Development of single nucleotide polymorphism (SNP) markers and construction of DNA fingerprinting of Alcea rosea L. based on specific-locus amplified fragment sequencing (SLAF-seq) technology

Abstract

Alcea rosea L. are herbaceous plants with several cultivars and a wide range of flower types and colors. They are commonly grown for their ornamental value and are widely cultivated worldwide. However, the lack of genetic diversity and effective molecular markers has hindered efforts to improve and identify A. rosea cultivars. In this study, specific-locus amplified fragment sequencing (SLAF-seq) was employed to develop markers for 38 samples of A. rosea (17 samples from Chengdu Botanical Garden, 19 samples from Flower Valley, and 2 samples from wild species) using the Hibiscus syriacus L. genome as a reference for enzyme digestion prediction. A total of 1,345,364 SLAF tags were obtained by high-throughput sequencing, with an average sequencing depth of 31.80X. There were 162,476 polymorphic SLAF tags and a total of 425,098 single nucleotide polymorphism (SNP) markers were discovered and used for phylogenetic tree, population structure, principal component, and genetic diversity analyses.

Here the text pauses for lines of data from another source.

//! Vehicle entity.

use serde::{Deserialize, Serialize};
use serde_json::{Map, Value};
use validator::Validate;

use super::Document;
use crate::domain::store::Collection;
use crate::shared::json::opt_string_or_number;

/// A client's vehicle.
#[derive(Debug, Clone, Default, Serialize, Deserialize, Validate)]
#[serde(rename_all = "camelCase")]
pub struct Vehicle {
    #[serde(default, deserialize_with = "opt_string_or_number", skip_serializing_if = "Option::is_none")]
    pub id: Option<String>,

    /// Owner (`clients` id)
    #[serde(default, deserialize_with = "opt_string_or_number", skip_serializing_if = "Option::is_none")]
    #[validate(required(message = "is required"), length(min = 1, message = "must not be empty"))]
    pub client_id: Option<String>,

    /// License plate
    #[validate(required(message = "is required"), length(min = 1, message = "must not be empty"))]
    pub plate: Option<String>,

    #[serde(skip_serializing_if = "Option::is_none")]
    pub brand: Option<String>,

    #[serde(skip_serializing_if = "Option::is_none")]
    pub model: Option<String>,

    #[validate(range(min = 1900, max = 2100, message = "must be a plausible model year"))]
    #[serde(skip_serializing_if = "Option::is_none")]
    pub year: Option<i32>,

    #[serde(skip_serializing_if = "Option::is_none")]
    pub color: Option<String>,

    #[serde(skip_serializing_if = "Option::is_none")]
    pub mileage: Option<u64>,

    #[serde(flatten)]
    pub extra: Map<String, Value>,
}

impl Vehicle {
    /// "Brand Model (year)" with whatever parts are known.
    pub fn description(&self) -> String {
        let mut parts: Vec<String> = [self.brand.as_deref(), self.model.as_deref()]
            .into_iter()
            .flatten()
            .map(str::to_string)
            .collect();
        if let Some(year) = self.year {
            parts.push(format!("({})", year));
        }
        parts.join(" ")
    }
}

impl Document for Vehicle {
    const COLLECTION: Collection = Collection::Vehicles;

    fn id(&self) -> Option<&str> {
        self.id.as_deref()
    }

    fn set_id(&mut self, id: String) {
        self.id = Some(id);
    }
}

The results showed that relatedness among samples was generally correlated with plant type, flower type, and flower color. At the same time, the population genetic structure and phylogenetic relationships of high-stem A. rosea in the Flower Valley were more complex. Besides, the genetic diversity of the wild species was higher than cultivated species. At last, 26 variant loci were also screened and identified as core markers for DNA fingerprinting for A. rosea identification. The development of SNP markers and the construction of DNA fingerprints in this study provide references for future analyses in A. rosea cultivar identification, genetic diversity, and molecular breeding.